Another thing that ticked me off and it’s really why I decided to write about this is my trip to a dentist yesterday. On Thursday, Yehia’s weekly health report at his nursery indicated that he had three cavities. Kais and I were devastated. I know these things happen, but he’s our first and dealing with these occurrences is literally new to us. We’re learning slowly how to tackle baby issues one step at a time. So I took him to the same dentist who visited his nursery. After his check-up, the dentist told me that I need to get his cavities treated ASAP. But because he’s below 3 and will not sit still in his chair, we have to put him under. My mind is already in a million places. Put him under? is that safe? is all this necessary?
I asked her to give us a quote to fix his three cavities and a slightly broken front tooth (which he broke when he banged into a table at 8 months) and the final quote came to 5,300AED. I was baffled – who would think cavities would cost so much.
Nonetheless, I decided to lock down the dates, but also thought of getting a second opinion. I called our dentist in Egypt and had my father check with his dentist colleagues. All of them agreed that this is again, a drastic measure. Why put a 2.8 year old under for a 40 minute procedure to fix teeth which will fall off in a matter of time? If the cavities were hurting him then that would be a different story and he will refuse to eat his food; but they were so minor and were not worth drugging him for.

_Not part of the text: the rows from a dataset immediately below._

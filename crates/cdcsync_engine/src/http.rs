//! HTTP plumbing shared by the credential, snapshot and change clients.

use crate::config::SyncConfig;
use crate::error::{SyncError, SyncResult};
use crate::identity::SharedIdentity;
use cdcsync_protocol::headers;
use chrono::{SecondsFormat, Utc};
use parking_lot::RwLock;
use reqwest::{Client, RequestBuilder};
use std::time::Duration;

/// Idle connections kept per host.
const POOL_IDLE_PER_HOST: usize = 10;

/// Longest response body kept in error messages.
const ERROR_BODY_LIMIT: usize = 512;

/// HTTP client carrying the instance headers on every request.
pub struct SyncHttpClient {
    client: Client,
    identity: SharedIdentity,
    last_error: RwLock<Option<String>>,
}

impl SyncHttpClient {
    /// Creates a client with the configured timeout.
    pub fn new(config: &SyncConfig, identity: SharedIdentity) -> SyncResult<Self> {
        let client = Client::builder()
            .timeout(config.http_timeout)
            .pool_max_idle_per_host(POOL_IDLE_PER_HOST)
            .connect_timeout(Duration::from_secs(10).min(config.http_timeout))
            .build()
            .map_err(|e| SyncError::transport_fatal(e.to_string()))?;
        Ok(Self {
            client,
            identity,
            last_error: RwLock::new(None),
        })
    }

    /// The underlying client, for unauthenticated requests.
    pub fn inner(&self) -> &Client {
        &self.client
    }

    /// The shared identity.
    pub fn identity(&self) -> &SharedIdentity {
        &self.identity
    }

    /// GET with the bearer token and instance headers.
    pub fn authorized_get(&self, url: &str, token: &str) -> RequestBuilder {
        let identity = self.identity.read();
        self.client
            .get(url)
            .bearer_auth(token)
            .header(headers::INSTANCE_ID, identity.instance_id.as_str())
            .header(headers::CLUSTER_ID, identity.cluster_id.as_str())
            .header(headers::UPDATED_AT, now_rfc3339())
    }

    /// Returns the last recorded error message.
    pub fn last_error(&self) -> Option<String> {
        self.last_error.read().clone()
    }

    /// Records a failed request.
    pub fn set_error(&self, err: &SyncError) {
        *self.last_error.write() = Some(err.to_string());
    }

    /// Clears the recorded error after a successful request.
    pub fn clear_error(&self) {
        *self.last_error.write() = None;
    }
}

/// Joins a base URI and a path with exactly one slash.
pub fn endpoint(base: &str, path: &str) -> String {
    format!(
        "{}/{}",
        base.trim_end_matches('/'),
        path.trim_start_matches('/')
    )
}

/// Current time in the header format.
pub fn now_rfc3339() -> String {
    Utc::now().to_rfc3339_opts(SecondsFormat::Secs, true)
}

/// Builds an `UnexpectedStatus` error from a response.
pub async fn unexpected_status(response: reqwest::Response) -> SyncError {
    let status = response.status().as_u16();
    let mut body = response.text().await.unwrap_or_default();
    if body.len() > ERROR_BODY_LIMIT {
        let mut cut = ERROR_BODY_LIMIT;
        while !body.is_char_boundary(cut) {
            cut -= 1;
        }
        body.truncate(cut);
    }
    SyncError::UnexpectedStatus { status, body }
}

I decided to wait until he’s three at least and can settle in a dentist chair to treat these and for now watch what he eats (sugar in moderation).
It’s funny how we trust our lives with so many doctors and we believe them blindly. After all, we always want what’s best for ourselves and our children. But the fact that some practices have this greed to make profits regardless of what patients really need and recommend what I can only refer to as ‘your last resort’ is just beyond my comprehension.
I hope you never have to go through such bullshit. Ever.
For all its worth, always get a second opinion and trust your maternal instincts. No one will love or care for your little one as much as you do.